To the Common Stockholders:
 
     The annual meeting of stockholders of Southern Peru Copper Corporation will
be held in the Ricker Auditorium, 180 Maiden Lane, New York, New York on
Thursday, May 1, 1997, at 2 P.M. for the following purposes:
 
     (1) To elect two directors of the Company by the holders of Common Stock,
         voting as a separate class, such directors to serve until the 1998
         annual meeting.
 
     (2) To act upon a proposal to approve the selection by the Board of
         Directors of Coopers & Lybrand L.L.P. as independent accountants for
         the calendar year 1997.
 
     (3) To transact such other business as may properly come before the
         meeting.
 
     In addition, the holders of Class A Common Stock, voting as a separate
class, will elect thirteen directors, such directors to serve until the 1998
annual meeting. The holders of Class A Common Stock will vote together with the
holders of Common Stock, as a single class, upon the proposal to approve the
selection of independent accountants for the calendar year 1997.
 
     Stockholders of record at the close of business on March 7, 1997 will be
entitled to vote at the annual meeting. Stockholders of record who attend the
annual meeting in person may withdraw their proxies and vote in person if they
wish.
 
                                            By order of the Board of Directors,
 
                                                        A. B. Kinsolving
                                                        Secretary
 
New York, N.Y. March 19, 1997
 
           ----------------------------------------------------------
 
                             YOUR VOTE IS IMPORTANT
                 Please mark, sign, date and return your proxy.

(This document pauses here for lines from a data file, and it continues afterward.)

use std::collections::BTreeMap;

use crate::core::aliases::ShotId;
use crate::core::models::Shot;
use crate::core::types::{ClockTime, ShootDate, ShotStatus};
use crate::extensions::string::{ContainsIgnoreCase, StableHash};

/// Shots per calendar day, each bucket ordered by start time. Iterating
/// the map visits days in calendar order.
pub type DayBuckets<'a> = BTreeMap<ShootDate, Vec<&'a Shot>>;

/// Partitions shots by day and orders each day by start time. Shots that
/// start together keep their input order.
pub fn group_by_date<'a, I>(shots: I) -> DayBuckets<'a>
where
    I: IntoIterator<Item = &'a Shot>,
{
    let mut buckets: DayBuckets<'a> = BTreeMap::new();
    for shot in shots {
        buckets.entry(shot.date).or_default().push(shot);
    }
    for day in buckets.values_mut() {
        day.sort_by_key(|s| s.start_time);
    }
    buckets
}

/// Distinct shoot days, earliest first.
pub fn sorted_dates<'a, I>(shots: I) -> Vec<ShootDate>
where
    I: IntoIterator<Item = &'a Shot>,
{
    let mut dates: Vec<ShootDate> = shots.into_iter().map(|s| s.date).collect();
    dates.sort();
    dates.dedup();
    dates
}

/// Every bucketed shot, day by day.
pub fn flatten<'a>(buckets: &DayBuckets<'a>) -> Vec<&'a Shot> {
    buckets.values().flat_map(|day| day.iter().copied()).collect()
}

/// Search and status narrowing applied to the plan view.
#[derive(Debug, Clone, Default, PartialEq, Eq)]
pub struct ShotFilter {
    pub query: Option<String>,
    pub status: Option<ShotStatus>,
}

impl ShotFilter {
    pub fn new(query: Option<String>, status: Option<ShotStatus>) -> Self {
        let query = query.filter(|q| !q.trim().is_empty());
        Self { query, status }
    }

    /// Any active filter breaks adjacency, which disables travel checks.
    pub fn is_active(&self) -> bool {
        self.query.is_some() || self.status.is_some()
    }

    pub fn matches(&self, shot: &Shot) -> bool {
        let text_ok = match &self.query {
            None => true,
            Some(q) => {
                let q = q.trim();
                shot.title.contains_ignore_case(q)
                    || shot.location.contains_ignore_case(q)
                    || shot.scene_number.contains_ignore_case(q)
            }
        };
        let status_ok = self.status.is_none_or(|st| shot.status == st);
        text_ok && status_ok
    }

    pub fn apply<'a>(&self, shots: &'a [Shot]) -> Vec<&'a Shot> {
        shots.iter().filter(|s| self.matches(s)).collect()
    }
}

/// Daylight bounds shown in a day's header.
#[derive(Debug, Clone, Copy, PartialEq, Eq)]
pub struct SunTimes {
    pub sunrise: ClockTime,
    pub sunset: ClockTime,
}

/// Placeholder daylight for a shoot day, derived from the date alone so a
/// day always shows the same times. Sunrise falls between 06:10 and 07:49,
/// sunset between 17:15 and 19:54.
pub fn sun_times(date: ShootDate) -> SunTimes {
    let h = date.to_string().stable_hash().unsigned_abs();
    let at = |hour: u32, minute: u32| ClockTime::from_minutes((hour * 60 + minute) as i32);
    SunTimes {
        sunrise: at(6 + h % 2, 10 + h % 40),
        sunset: at(17 + h % 3, 15 + h % 40),
    }
}

/// Whole-number percentage of shots marked done.
pub fn progress(shots: &[Shot]) -> u8 {
    if shots.is_empty() {
        return 0;
    }
    let done = shots
        .iter()
        .filter(|s| s.status == ShotStatus::Done)
        .count();
    ((done as f64 / shots.len() as f64) * 100.0).round() as u8
}

/// New list with one shot's status flipped.
pub fn toggle_status(shots: &[Shot], id: ShotId) -> Vec<Shot> {
    shots
        .iter()
        .map(|s| {
            if s.id == id {
                Shot {
                    status: s.status.toggled(),
                    ..s.clone()
                }
            } else {
                s.clone()
            }
        })
        .collect()
}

           ----------------------------------------------------------
<PAGE>   4
 
                                PROXY STATEMENT
 
     This proxy statement is furnished as part of the solicitation by the Board
of Directors of Southern Peru Copper Corporation, 180 Maiden Lane, New York,
N.Y. 10038 and Avenida Caminos del Inca No. 171, Chacarilla del Estanque,
Santiago de Surco, Lima 33, Peru, of the proxies of all holders of common stock,
par value $0.01 per share (the "Common Stock") entitled to vote at the annual
meeting to be held on May 1, 1997 and at any adjournment thereof. This proxy
statement is not soliciting proxies from holders of Class A Common Stock whose
proxies are being solicited separately. This proxy statement and the enclosed
form of proxy are being mailed commencing on or about March 24, 1997, to holders
of Common Stock of record on March 7, 1997. Additional copies will be available
at the Company's offices in Lima and other locations in Peru.
 
     Southern Peru Copper Corporation was reorganized into a holding company
structure effective January 2, 1996, upon completion of a public offer to
exchange newly-issued Common Stock for outstanding labor shares of the Company's
Peruvian Branch ("Labor Shares"). Throughout this proxy statement, unless the
context otherwise requires, the terms "Southern Peru", "SPCC" and the "Company"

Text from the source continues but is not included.